Crediamo che queste cose, estremamente concrete e di un’evidenza chiara, siano perfettamente in linea con le linee guida del Piano sanitario nazionale 2015–2018 e contribuiscano chiaramente ad assicurare il benchmark dell’Assistenza Sanitaria nelle Aree Disagiate, migliorando notevolmente la qualità della salute dei cittadini viventi in queste aree.
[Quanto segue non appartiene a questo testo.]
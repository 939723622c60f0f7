//! Criterion benchmarks for [`FileConfigStore::enumerate`].
//!
//! Enumeration hits the filesystem on every call, so its cost grows with the
//! number of directory entries, managed or not.  These benchmarks measure a
//! root holding only managed files and a root where most entries are noise.
//!
//! Run with:
//! ```bash
//! cargo bench --package wgconf-core --bench enumerate_bench
//! ```

use std::fs;
use std::path::PathBuf;

use criterion::{black_box, criterion_group, criterion_main, BenchmarkId, Criterion};
use uuid::Uuid;
use wgconf_core::{ConfigStore, FileConfigStore};

// ── Fixture builders ──────────────────────────────────────────────────────────

/// Creates a storage root with `managed` `.conf` files and `unmanaged` other files.
fn build_root(managed: usize, unmanaged: usize) -> PathBuf {
    let root = std::env::temp_dir().join(format!("wgconf_bench_{}", Uuid::new_v4()));
    fs::create_dir_all(&root).expect("create bench root");

    let store = FileConfigStore::new(&root);
    for i in 0..managed {
        store
            .create(&format!("wg{i}"), "[Interface]\n".to_string())
            .expect("fresh names never conflict");
    }
    for i in 0..unmanaged {
        fs::write(root.join(format!("other-{i}.txt")), "x").expect("write unmanaged file");
    }
    root
}

fn bench_enumerate_managed_only(c: &mut Criterion) {
    let mut group = c.benchmark_group("enumerate_managed_only");

    for &n in &[1usize, 16, 256] {
        let root = build_root(n, 0);
        let store = FileConfigStore::new(&root);

        group.bench_with_input(BenchmarkId::from_parameter(n), &n, |b, _| {
            b.iter(|| black_box(store.enumerate().expect("enumerate")))
        });

        fs::remove_dir_all(&root).ok();
    }

    group.finish();
}

fn bench_enumerate_mostly_unmanaged(c: &mut Criterion) {
    let mut group = c.benchmark_group("enumerate_mostly_unmanaged");

    for &n in &[16usize, 256] {
        let root = build_root(n / 8, n);
        let store = FileConfigStore::new(&root);

        group.bench_with_input(BenchmarkId::from_parameter(n), &n, |b, _| {
            b.iter(|| black_box(store.enumerate().expect("enumerate")))
        });

        fs::remove_dir_all(&root).ok();
    }

    group.finish();
}

criterion_group!(
    benches,
    bench_enumerate_managed_only,
    bench_enumerate_mostly_unmanaged
);
criterion_main!(benches);
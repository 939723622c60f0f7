//! `wgconf` entry point.
//!
//! Parses arguments, resolves the storage location, and dispatches to one
//! subcommand.  Command output goes to stdout; logs go to stderr so that
//! `wgconf show wg0 > wg0.conf` captures only the configuration.
//!
//! # Usage
//!
//! ```text
//! wgconf [--dir <PATH>] [--suffix <SUFFIX>] <COMMAND>
//!
//! Commands:
//!   list [--json]                  List stored configuration names
//!   show <NAME>                    Print a configuration
//!   create <NAME> [--file <PATH>]  Store a new configuration (stdin by default)
//!   save <NAME> [--file <PATH>]    Replace an existing configuration
//!   delete <NAME> [--if-exists]    Remove a configuration
//! ```

use std::io;

use anyhow::Context;
use clap::Parser;
use tracing::debug;
use tracing_subscriber::EnvFilter;

use wgconf_cli::cli::{Cli, Command};
use wgconf_cli::commands;
use wgconf_cli::config::CliConfig;

fn main() -> anyhow::Result<()> {
    // Level is overridden by `RUST_LOG`.
    tracing_subscriber::fmt()
        .with_env_filter(
            EnvFilter::try_from_default_env().unwrap_or_else(|_| EnvFilter::new("warn")),
        )
        .with_writer(io::stderr)
        .init();

    let cli = Cli::parse();

    let config = CliConfig::resolve(cli.dir, cli.suffix)?;
    debug!(
        root = %config.storage_root.display(),
        suffix = %config.suffix,
        "resolved storage location"
    );
    let store = config.open_store()?;

    let stdout = io::stdout();
    let mut out = stdout.lock();

    match cli.command {
        Command::List { json } => commands::list(&store, json, &mut out)?,
        Command::Show { name } => commands::show(&store, &name, &mut out)?,
        Command::Create { name, file } => {
            // Reject a bad name before blocking on stdin or creating the root.
            store.path_for(&name)?;
            let content = commands::read_content(file.as_deref(), io::stdin().lock())?;
            // The first configuration may arrive before the directory exists.
            config.ensure_storage_root()?;
            commands::create(&store, &name, content)
                .with_context(|| format!("could not create configuration {name:?}"))?;
        }
        Command::Save { name, file } => {
            store.path_for(&name)?;
            let content = commands::read_content(file.as_deref(), io::stdin().lock())?;
            commands::save(&store, &name, content)
                .with_context(|| format!("could not save configuration {name:?}"))?;
        }
        Command::Delete { name, if_exists } => {
            commands::delete(&store, &name, if_exists)
                .with_context(|| format!("could not delete configuration {name:?}"))?;
        }
    }

    Ok(())
}
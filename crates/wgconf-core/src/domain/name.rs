//! Record name validation.
//!
//! A record name becomes the stem of a file name (`<name>.<suffix>`), so it
//! must never be able to address anything outside the storage root.

use std::fmt;

use thiserror::Error;

/// Reasons a string cannot be used as a record name.
#[derive(Debug, Clone, Error, PartialEq, Eq)]
pub enum NameError {
    /// The name is the empty string.
    #[error("name is empty")]
    Empty,

    /// The name is `.` or `..`.
    #[error("name refers to a directory entry")]
    DotEntry,

    /// The name contains a character that is unsafe in a file name.
    #[error("name contains forbidden character {0:?}")]
    ForbiddenChar(char),

    /// The file name built from this name would exceed the platform limit.
    ///
    /// Only stores that append a suffix can detect this, so
    /// [`RecordName::new`] never returns it.
    #[error("name is longer than {max} bytes")]
    TooLong { max: usize },
}

/// A record name that is safe to use as a file name stem.
///
/// Rejects the empty string, `.` and `..`, path separators (`/` and `\`),
/// the Windows-reserved characters `: * ? " < > |`, NUL and every other
/// control character.
#[derive(Debug, Clone, PartialEq, Eq, Hash, PartialOrd, Ord)]
pub struct RecordName(String);

impl RecordName {
    /// Validates `name` and wraps it.
    ///
    /// # Errors
    ///
    /// Returns the first [`NameError`] that applies to `name`.
    pub fn new(name: impl Into<String>) -> Result<Self, NameError> {
        let name = name.into();
        validate(&name)?;
        Ok(Self(name))
    }

    /// Returns the name as a string slice.
    pub fn as_str(&self) -> &str {
        &self.0
    }

    /// Consumes the name and returns the inner string.
    pub fn into_string(self) -> String {
        self.0
    }
}

fn validate(name: &str) -> Result<(), NameError> {
    if name.is_empty() {
        return Err(NameError::Empty);
    }
    if name == "." || name == ".." {
        return Err(NameError::DotEntry);
    }
    match name.chars().find(|&c| is_forbidden(c)) {
        Some(c) => Err(NameError::ForbiddenChar(c)),
        None => Ok(()),
    }
}

/// Characters Windows refuses in file names; `:` would also open an NTFS
/// alternate data stream. Rejected everywhere so names stay portable.
const RESERVED_CHARS: &[char] = &[':', '*', '?', '"', '<', '>', '|'];

fn is_forbidden(c: char) -> bool {
    c == '/' || c == '\\' || c.is_control() || RESERVED_CHARS.contains(&c)
}

impl TryFrom<&str> for RecordName {
    type Error = NameError;

    fn try_from(value: &str) -> Result<Self, Self::Error> {
        Self::new(value)
    }
}

impl TryFrom<String> for RecordName {
    type Error = NameError;

    fn try_from(value: String) -> Result<Self, Self::Error> {
        Self::new(value)
    }
}

impl AsRef<str> for RecordName {
    fn as_ref(&self) -> &str {
        &self.0
    }
}

impl fmt::Display for RecordName {
    fn fmt(&self, f: &mut fmt::Formatter<'_>) -> fmt::Result {
        f.write_str(&self.0)
    }
}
Ma il famoso decreto Lorenzin tanto sbandierato l’autunno scorso e che doveva permettere nelle zone di montagna di andare in deroga per i punti nascita, che fine ha fatto? Finito in un cassetto e mai pubblicato?
(Anto)
Mi auguro che il dibattito abbia coinvolto anche la ricerca delle cause di questa situazione. Da dove arriva questa tendenza alla privatizzazione dei servizi pubblici? I trattati europei (Maastricht in particolare) stabiliscono che in Europa deve instaurarsi progressivamente una “economia di mercato fortemente competitiva”. Le privatizzazioni sono un passaggio essenziale, nell’ambito del liberismo internazionale che ha preso piede a partire dagli anni ’70. Purtroppo, come afferma anche di recente il Fondo Monetario Internazionale, il liberismo crea disuguaglianza nella distribuzione dei redditi, mentre il ruolo dello Stato sociale è proprio quello di ridistribuire i redditi secondo le scelte politiche che ogni Stato decide di attuare. Quindi, se questo stato di cose non ci sta bene, sta a noi scegliere da che parte stare: con il liberismo economico internazionale dei trattati europei, oppure con i diritti garantiti dallo Stato sociale e stabiliti nella Costituzione.
(Commento firmato)
È una questione di equità. Se un euro in tasse pagato a Succiso è uguale all’euro pagato a Reggio, anche i servizi devono essere gli stessi.
(W. Orlandi)
Un immenso grazie al comitato “Salviamo le Cicogne” che sta svolgendo da tempo un lavoro importantissimo per il punto nascita del nostro ospedale S. Anna. Stanno lavorando per tutti noi!